The Cultural Gene of Large Language Models: A Study on the Impact of Cross-Corpus Training on Model Values and Biases
Emanuel Z. Fenech-Borg, Tilen P. Meznaric-Kos, Milica D. Lekovic-Bojovic, Arni J. Hentze-Djurhuus
TL;DR
This study formalizes the notion of a 'cultural gene' in large language models and empirically investigates how cross-corpus training shapes value-oriented behavior. Using the Cultural Probe Dataset with 200 prompts spanning $IDV$ and $PDI$, the authors compare a Western-centric model (GPT-4) and an Eastern-centric model (ERNIE Bot), finding statistically significant differences in cultural dimension scores ($p<0.001$) and distinct Cultural Alignment Index values that map to Hofstede-inspired USA and China benchmarks. Quantitative results show GPT-4 leaning toward individualism and low power distance, while ERNIE Bot shows collectivistic and higher power distance tendencies, illustrating LLMs as statistical mirrors of their training data. Qualitative analyses of dilemmas and authority judgments corroborate these findings, highlighting implications for global AI deployment, ethics, and the need for culturally aware evaluation frameworks and potentially a plurality of context-aware models to avoid algorithmic cultural hegemony.
Abstract
Large language models (LLMs) are deployed globally, yet their underlying cultural and ethical assumptions remain underexplored.
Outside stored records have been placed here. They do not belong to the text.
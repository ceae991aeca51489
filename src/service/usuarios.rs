//! Persistence for `usuario`, including the cascading delete of its posts and comments.

use crate::model::{NovoUsuario, Usuario};
use sqlx::SqlitePool;

const SELECT_COLUMNS: &str = "SELECT id, nome, email FROM usuario";

pub struct UsuarioService;

impl UsuarioService {
    /// Insert one row and return its id.
    pub async fn insert(pool: &SqlitePool, novo: &NovoUsuario) -> sqlx::Result<i64> {
        let sql = "INSERT INTO usuario (nome, email) VALUES (?, ?)";
        tracing::debug!(sql = %sql, nome = %novo.nome, email = %novo.email, "query");
        let result = sqlx::query(sql)
            .bind(&novo.nome)
            .bind(&novo.email)
            .execute(pool)
            .await?;
        Ok(result.last_insert_rowid())
    }

    pub async fn find_by_id(pool: &SqlitePool, id: i64) -> sqlx::Result<Option<Usuario>> {
        let sql = format!("{} WHERE id = ?", SELECT_COLUMNS);
        tracing::debug!(sql = %sql, id, "query");
        sqlx::query_as::<_, Usuario>(&sql)
            .bind(id)
            .fetch_optional(pool)
            .await
    }

    pub async fn find_by_email(pool: &SqlitePool, email: &str) -> sqlx::Result<Option<Usuario>> {
        let sql = format!("{} WHERE email = ?", SELECT_COLUMNS);
        tracing::debug!(sql = %sql, email = %email, "query");
        sqlx::query_as::<_, Usuario>(&sql)
            .bind(email)
            .fetch_optional(pool)
            .await
    }

    pub async fn find_all(pool: &SqlitePool) -> sqlx::Result<Vec<Usuario>> {
        let sql = format!("{} ORDER BY id", SELECT_COLUMNS);
        tracing::debug!(sql = %sql, "query");
        sqlx::query_as::<_, Usuario>(&sql).fetch_all(pool).await
    }

    /// Write every column of `usuario` back. Returns false when the row is gone.
    pub async fn update(pool: &SqlitePool, usuario: &Usuario) -> sqlx::Result<bool> {
        let sql = "UPDATE usuario SET nome = ?, email = ? WHERE id = ?";
        tracing::debug!(sql = %sql, id = usuario.id, "query");
        let result = sqlx::query(sql)
            .bind(&usuario.nome)
            .bind(&usuario.email)
            .bind(usuario.id)
            .execute(pool)
            .await?;
        Ok(result.rows_affected() > 0)
    }

    /// Delete comments written by the user, comments on the user's posts, the posts, then the user,
    /// in one transaction. Returns false when no such user existed.
    pub async fn delete(pool: &SqlitePool, id: i64) -> sqlx::Result<bool> {
        let mut tx = pool.begin().await?;
        let steps = [
            "DELETE FROM comentario WHERE usuario_id = ?",
            "DELETE FROM comentario WHERE post_id IN (SELECT id FROM post WHERE usuario_id = ?)",
            "DELETE FROM post WHERE usuario_id = ?",
        ];
        for sql in steps {
            tracing::debug!(sql = %sql, id, "query (tx)");
            sqlx::query(sql).bind(id).execute(&mut *tx).await?;
        }
        let sql = "DELETE FROM usuario WHERE id = ?";
        tracing::debug!(sql = %sql, id, "query (tx)");
        let result = sqlx::query(sql).bind(id).execute(&mut *tx).await?;
        tx.commit().await?;
        Ok(result.rows_affected() > 0)
    }
}

#[cfg(test)]
mod tests {
    use super::*;
    use crate::model::{NovoComentario, NovoPost};
    use crate::service::{ComentarioService, PostService};
    use crate::store::connect_in_memory;

    fn ana() -> NovoUsuario {
        NovoUsuario {
            nome: "Ana".into(),
            email: "ana@x.com".into(),
        }
    }

    #[tokio::test]
    async fn insert_then_find() {
        let pool = connect_in_memory().await.unwrap();
        let id = UsuarioService::insert(&pool, &ana()).await.unwrap();
        assert!(id > 0);

        let found = UsuarioService::find_by_id(&pool, id).await.unwrap().unwrap();
        assert_eq!(found.nome, "Ana");
        assert_eq!(
            UsuarioService::find_by_email(&pool, "ana@x.com").await.unwrap(),
            Some(found)
        );
        assert_eq!(UsuarioService::find_by_id(&pool, id + 1).await.unwrap(), None);
    }

    #[tokio::test]
    async fn email_is_unique_in_the_store() {
        let pool = connect_in_memory().await.unwrap();
        UsuarioService::insert(&pool, &ana()).await.unwrap();
        let err = UsuarioService::insert(&pool, &ana()).await.unwrap_err();
        let is_unique = err
            .as_database_error()
            .map(|e| e.is_unique_violation())
            .unwrap_or(false);
        assert!(is_unique);
        assert_eq!(UsuarioService::find_all(&pool).await.unwrap().len(), 1);
    }

    #[tokio::test]
    async fn update_reports_missing_row() {
        let pool = connect_in_memory().await.unwrap();
        let id = UsuarioService::insert(&pool, &ana()).await.unwrap();
        let mut usuario = UsuarioService::find_by_id(&pool, id).await.unwrap().unwrap();
        usuario.nome = "Ana Maria".into();
        assert!(UsuarioService::update(&pool, &usuario).await.unwrap());
        assert_eq!(
            UsuarioService::find_by_id(&pool, id).await.unwrap().unwrap().nome,
            "Ana Maria"
        );

        usuario.id += 10;
        assert!(!UsuarioService::update(&pool, &usuario).await.unwrap());
    }

    #[tokio::test]
    async fn delete_cascades_to_posts_and_comments() {
        let pool = connect_in_memory().await.unwrap();
        let ana = UsuarioService::insert(&pool, &ana()).await.unwrap();
        let bia = UsuarioService::insert(
            &pool,
            &NovoUsuario {
                nome: "Bia".into(),
                email: "bia@x.com".into(),
            },
        )
        .await
        .unwrap();

        let ana_post = PostService::insert(
            &pool,
            &NovoPost {
                titulo: "t".into(),
                conteudo: "c".into(),
                usuario_id: ana,
            },
        )
        .await
        .unwrap();
        let bia_post = PostService::insert(
            &pool,
            &NovoPost {
                titulo: "t2".into(),
                conteudo: "c2".into(),
                usuario_id: bia,
            },
        )
        .await
        .unwrap();
        for (usuario_id, post_id) in [(ana, ana_post), (bia, ana_post), (ana, bia_post), (bia, bia_post)] {
            ComentarioService::insert(
                &pool,
                &NovoComentario {
                    conteudo: "oi".into(),
                    usuario_id,
                    post_id,
                },
            )
            .await
            .unwrap();
        }

        assert!(UsuarioService::delete(&pool, ana).await.unwrap());
        assert!(!UsuarioService::delete(&pool, ana).await.unwrap());

        let posts = PostService::find_all(&pool).await.unwrap();
        assert_eq!(posts.iter().map(|p| p.id).collect::<Vec<_>>(), vec![bia_post]);
        let comentarios = ComentarioService::find_all(&pool).await.unwrap();
        assert_eq!(comentarios.len(), 1);
        assert_eq!((comentarios[0].usuario_id, comentarios[0].post_id), (bia, bia_post));
    }
}
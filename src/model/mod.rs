//! Record shapes for the three tables, their request payloads and validated insert forms.

mod comentario;
mod post;
mod usuario;

pub use comentario::{Comentario, CreateComentario, NovoComentario};
pub use post::{CreatePost, NovoPost, Post};
pub use usuario::{CreateUsuario, NovoUsuario, UpdateUsuario, Usuario, UsuarioChanges};

use serde::{Deserialize, Deserializer};

/// Maps a present field to `Some(value)`, so that with `#[serde(default)]` an absent field stays `None`
/// while an explicit `null` becomes `Some(None)`.
fn present<'de, D, T>(deserializer: D) -> Result<Option<Option<T>>, D::Error>
where
    D: Deserializer<'de>,
    T: Deserialize<'de>,
{
    Option::<T>::deserialize(deserializer).map(Some)
}
//! SQLite connection setup and table DDL for `usuario`, `post` and `comentario`.

use crate::config::AppConfig;
use sqlx::sqlite::{SqliteConnectOptions, SqlitePoolOptions};
use sqlx::SqlitePool;
use std::str::FromStr;

const TABLES: &[(&str, &str)] = &[
    (
        "usuario",
        r#"
        CREATE TABLE IF NOT EXISTS usuario (
            id INTEGER PRIMARY KEY AUTOINCREMENT,
            nome VARCHAR(100) NOT NULL,
            email VARCHAR(100) NOT NULL UNIQUE
        )
        "#,
    ),
    (
        "post",
        r#"
        CREATE TABLE IF NOT EXISTS post (
            id INTEGER PRIMARY KEY AUTOINCREMENT,
            titulo VARCHAR(100) NOT NULL,
            conteudo TEXT NOT NULL,
            usuario_id INTEGER NOT NULL REFERENCES usuario(id) ON DELETE CASCADE
        )
        "#,
    ),
    (
        "comentario",
        r#"
        CREATE TABLE IF NOT EXISTS comentario (
            id INTEGER PRIMARY KEY AUTOINCREMENT,
            conteudo TEXT NOT NULL,
            usuario_id INTEGER NOT NULL REFERENCES usuario(id) ON DELETE CASCADE,
            post_id INTEGER NOT NULL REFERENCES post(id) ON DELETE CASCADE
        )
        "#,
    ),
];

const INDEXES: &[&str] = &[
    "CREATE INDEX IF NOT EXISTS ix_post_usuario_id ON post (usuario_id)",
    "CREATE INDEX IF NOT EXISTS ix_comentario_usuario_id ON comentario (usuario_id)",
    "CREATE INDEX IF NOT EXISTS ix_comentario_post_id ON comentario (post_id)",
];

/// Open a pool on `config.database_url`, creating the file if needed. Foreign keys are enforced on every connection.
pub async fn connect(config: &AppConfig) -> Result<SqlitePool, sqlx::Error> {
    let opts = SqliteConnectOptions::from_str(&config.database_url)?
        .create_if_missing(true)
        .foreign_keys(true);
    SqlitePoolOptions::new()
        .max_connections(config.max_connections)
        .connect_with(opts)
        .await
}

/// Single-connection in-memory pool. The connection is never recycled, so the database lives as long as the pool.
pub async fn connect_in_memory() -> Result<SqlitePool, sqlx::Error> {
    let opts = SqliteConnectOptions::from_str("sqlite::memory:")?.foreign_keys(true);
    let pool = SqlitePoolOptions::new()
        .max_connections(1)
        .min_connections(1)
        .idle_timeout(None)
        .max_lifetime(None)
        .connect_with(opts)
        .await?;
    ensure_tables(&pool).await?;
    Ok(pool)
}

/// Create tables and indexes if they do not exist.
pub async fn ensure_tables(pool: &SqlitePool) -> Result<(), sqlx::Error> {
    for (name, ddl) in TABLES {
        tracing::debug!(table = %name, "ensure table");
        sqlx::query(ddl).execute(pool).await?;
    }
    for ddl in INDEXES {
        sqlx::query(ddl).execute(pool).await?;
    }
    Ok(())
}

#[cfg(test)]
mod tests {
    use super::*;

    #[tokio::test]
    async fn creates_all_tables_idempotently() {
        let pool = connect_in_memory().await.unwrap();
        ensure_tables(&pool).await.unwrap();
        let names: Vec<(String,)> =
            sqlx::query_as("SELECT name FROM sqlite_master WHERE type = 'table' AND name IN ('usuario', 'post', 'comentario') ORDER BY name")
                .fetch_all(&pool)
                .await
                .unwrap();
        let names: Vec<&str> = names.iter().map(|(n,)| n.as_str()).collect();
        assert_eq!(names, vec!["comentario", "post", "usuario"]);
    }

    #[tokio::test]
    async fn enforces_foreign_keys() {
        let pool = connect_in_memory().await.unwrap();
        let result = sqlx::query("INSERT INTO post (titulo, conteudo, usuario_id) VALUES ('t', 'c', 42)")
            .execute(&pool)
            .await;
        assert!(result.is_err());
    }
}
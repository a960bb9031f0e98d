use bytes::{Buf, BufMut, Bytes, BytesMut};
use std::io::Cursor;

use crate::codec::CodecError;

// Standard TLV tag constants per SMPP v3.4 specification
pub mod tags {
    pub const USER_MESSAGE_REFERENCE: u16 = 0x0204;
    pub const SOURCE_PORT: u16 = 0x020A;
    pub const DESTINATION_PORT: u16 = 0x020C;
    pub const SAR_MSG_REF_NUM: u16 = 0x020E;
    pub const SAR_TOTAL_SEGMENTS: u16 = 0x020F;
    pub const SAR_SEGMENT_SEQNUM: u16 = 0x0210;
    pub const MORE_MESSAGES_TO_SEND: u16 = 0x0426;
    pub const PAYLOAD_TYPE: u16 = 0x0019;
    pub const MESSAGE_PAYLOAD: u16 = 0x0424;
    pub const PRIVACY_INDICATOR: u16 = 0x0201;
    pub const USER_DATA_HEADER: u16 = 0x0005;
    pub const NETWORK_ERROR_CODE: u16 = 0x0423;
    pub const RECEIPTED_MESSAGE_ID: u16 = 0x001E;
    pub const MESSAGE_STATE: u16 = 0x0427;
}

/// An optional parameter: tag, length, value triplet appended after a PDU's
/// mandatory body. A PDU carries zero or more of these, keyed by tag.
#[derive(Clone, Debug, PartialEq, Eq)]
pub struct Tlv {
    /// Uniquely identifies the optional parameter.
    pub tag: u16,

    /// Length of the value field in octets; does not include the tag and
    /// length octets themselves.
    pub length: u16,

    /// The parameter data, exactly `length` octets on the wire.
    pub value: Bytes,
}

impl Tlv {
    /// Build a TLV with the length derived from the value.
    pub fn new(tag: u16, value: impl Into<Bytes>) -> Self {
        let value = value.into();
        Self {
            tag,
            length: value.len() as u16,
            value,
        }
    }

    pub fn encode(&self, buf: &mut BytesMut) {
        buf.put_u16(self.tag);
        buf.put_u16(self.length);
        buf.extend_from_slice(&self.value);
    }

    pub fn encoded_size(&self) -> usize {
        4 + self.value.len()
    }

    /// Decode one TLV. A buffer that ends inside the triplet is a length
    /// error: trailing garbage after the mandatory fields is not tolerated.
    pub fn decode(buf: &mut Cursor<&[u8]>) -> Result<Self, CodecError> {
        if buf.remaining() < 4 {
            return Err(CodecError::TruncatedTlv);
        }

        let tag = buf.get_u16();
        let length = buf.get_u16();

        if buf.remaining() < length as usize {
            return Err(CodecError::TruncatedTlv);
        }

        let value = buf.copy_to_bytes(length as usize);

        Ok(Self { tag, length, value })
    }
}

#[cfg(test)]
mod tests {
    use super::*;

    #[test]
    fn tlv_encode_basic() {
        let tlv = Tlv::new(0x0204, Bytes::from_static(&[0x01, 0x02]));
        let mut buf = BytesMut::new();
        tlv.encode(&mut buf);

        assert_eq!(buf.as_ref(), &[0x02, 0x04, 0x00, 0x02, 0x01, 0x02]);
        assert_eq!(tlv.encoded_size(), 6);
    }

    #[test]
    fn tlv_encode_empty_value() {
        let tlv = Tlv::new(0x0426, Bytes::new());
        let mut buf = BytesMut::new();
        tlv.encode(&mut buf);

        assert_eq!(buf.as_ref(), &[0x04, 0x26, 0x00, 0x00]);
    }

    #[test]
    fn tlv_roundtrip() {
        let original = Tlv::new(tags::MESSAGE_PAYLOAD, Bytes::from_static(b"hello world"));
        let mut buf = BytesMut::new();
        original.encode(&mut buf);

        let mut cursor = Cursor::new(buf.as_ref());
        let decoded = Tlv::decode(&mut cursor).unwrap();
        assert_eq!(original, decoded);
        assert_eq!(cursor.position() as usize, buf.len());
    }

    #[test]
    fn tlv_truncated_header() {
        let data = [0x02, 0x04, 0x00]; // only 3 bytes
        let mut cursor = Cursor::new(&data[..]);
        assert!(matches!(
            Tlv::decode(&mut cursor),
            Err(CodecError::TruncatedTlv)
        ));
    }

    #[test]
    fn tlv_truncated_value() {
        let data = [0x02, 0x04, 0x00, 0x05, 0xAA, 0xBB]; // claims 5, has 2
        let mut cursor = Cursor::new(&data[..]);
        assert!(matches!(
            Tlv::decode(&mut cursor),
            Err(CodecError::TruncatedTlv)
        ));
    }

    #[test]
    fn tlv_value_with_nul_bytes() {
        let original = Tlv::new(0x0010, Bytes::from_static(&[0x00, 0xFF, 0x00]));
        let mut buf = BytesMut::new();
        original.encode(&mut buf);

        let mut cursor = Cursor::new(buf.as_ref());
        assert_eq!(Tlv::decode(&mut cursor).unwrap(), original);
    }
}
We propose the notion of a "cultural gene" -- a systematic value orientation that LLMs inherit from their training corpora -- and introduce a Cultural Probe Dataset (CPD) of 200 prompts targeting two classic cross-cultural dimensions: Individualism-Collectivism (IDV) and Power Distance (PDI). Using standardized zero-shot prompts, we compare a Western-centric model (GPT-4) and an Eastern-centric model (ERNIE Bot). Human annotation shows significant and consistent divergence across both dimensions. GPT-4 exhibits individualistic and low-power-distance tendencies (IDV score approx 1.21; PDI score approx -1.05), while ERNIE Bot shows collectivistic and higher-power-distance tendencies (IDV approx -0.89; PDI approx 0.76); differences are statistically significant (p < 0.001). We further compute a Cultural Alignment Index (CAI) against Hofstede's national scores and find GPT-4 aligns more closely with the USA (e.g., IDV CAI approx 0.91; PDI CAI approx 0.88) whereas ERNIE Bot aligns more closely with China (IDV CAI approx 0.85; PDI CAI approx 0.81). Qualitative analyses of dilemma resolution and authority-related judgments illustrate how these orientations surface in reasoning. Our results support the view that LLMs function as statistical mirrors of their cultural corpora and motivate culturally aware evaluation and deployment to avoid algorithmic cultural hegemony.